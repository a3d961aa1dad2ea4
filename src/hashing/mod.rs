//! Centralized module for cryptographic hashing.
//!
//! The evidentiary hash set is fixed: MD5, SHA-1, SHA-256, SHA-512, each
//! computed bit-exact over the complete buffer with no sampling or early
//! termination. Identical bytes always yield identical digests — this is
//! the reproducibility anchor for chain of custody.

use serde::{Deserialize, Serialize};
use sha1::Sha1;
use sha2::{Digest, Sha256, Sha512};

/// The four digests of one file, as lowercase hex.
#[derive(Debug, Clone, PartialEq, Eq, Serialize, Deserialize)]
pub struct FileHashes {
    pub md5: String,
    pub sha1: String,
    pub sha256: String,
    pub sha512: String,
}

/// Computes the MD5 digest of the given data and returns it as a hex string.
pub fn md5_digest(data: &[u8]) -> String {
    format!("{:x}", md5::compute(data))
}

/// Computes the SHA-1 digest of the given data and returns it as a hex string.
pub fn sha1_digest(data: &[u8]) -> String {
    let mut hasher = Sha1::new();
    hasher.update(data);
    format!("{:x}", hasher.finalize())
}

/// Computes the SHA-256 digest of the given data and returns it as a hex string.
pub fn sha256_digest(data: &[u8]) -> String {
    let mut hasher = Sha256::new();
    hasher.update(data);
    format!("{:x}", hasher.finalize())
}

/// Computes the SHA-512 digest of the given data and returns it as a hex string.
pub fn sha512_digest(data: &[u8]) -> String {
    let mut hasher = Sha512::new();
    hasher.update(data);
    format!("{:x}", hasher.finalize())
}

/// Compute the full evidentiary hash set over one buffer.
pub fn compute_hashes(data: &[u8]) -> FileHashes {
    FileHashes {
        md5: md5_digest(data),
        sha1: sha1_digest(data),
        sha256: sha256_digest(data),
        sha512: sha512_digest(data),
    }
}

##############################

_About this exercise:_
Your answer should be an exact transcription of the data above.

_Written solution:_
repository a3d961aa1dad2ea4
filename src/hashing/mod.rs
//! Centralized module for cryptographic hashing.
//!
//! The evidentiary hash set is fixed: MD5, SHA-1, SHA-256, SHA-512, each
//! computed bit-exact over the complete buffer with no sampling or early
//! termination. Identical bytes always yield identical digests — this is
//! the reproducibility anchor for chain of custody.

use serde::{Deserialize, Serialize};
use sha1::Sha1;
use sha2::{Digest, Sha256, Sha512};

/// The four digests of one file, as lowercase hex.
#[derive(Debug, Clone, PartialEq, Eq, Serialize, Deserialize)]
pub struct FileHashes {
    pub md5: String,
    pub sha1: String,
    pub sha256: String,
    pub sha512: String,
}

/// Computes the MD5 digest of the given data and returns it as a hex string.
pub fn md5_digest(data: &[u8]) -> String {
    format!("{:x}", md5::compute(data))
}

/// Computes the SHA-1 digest of the given data and returns it as a hex string.
pub fn sha1_digest(data: &[u8]) -> String {
    let mut hasher = Sha1::new();
    hasher.update(data);
    format!("{:x}", hasher.finalize())
}

/// Computes the SHA-256 digest of the given data and returns it as a hex string.
pub fn sha256_digest(data: &[u8]) -> String {
    let mut hasher = Sha256::new();
    hasher.update(data);
    format!("{:x}", hasher.finalize())
}

/// Computes the SHA-512 digest of the given data and returns it as a hex string.
pub fn sha512_digest(data: &[u8]) -> String {
    let mut hasher = Sha512::new();
    hasher.update(data);
    format!("{:x}", hasher.finalize())
}

/// Compute the full evidentiary hash set over one buffer.
pub fn compute_hashes(data: &[u8]) -> FileHashes {
    FileHashes {
        md5: md5_digest(data),
        sha1: sha1_digest(data),
        sha256: sha256_digest(data),
        sha512: sha512_digest(data),
    }
}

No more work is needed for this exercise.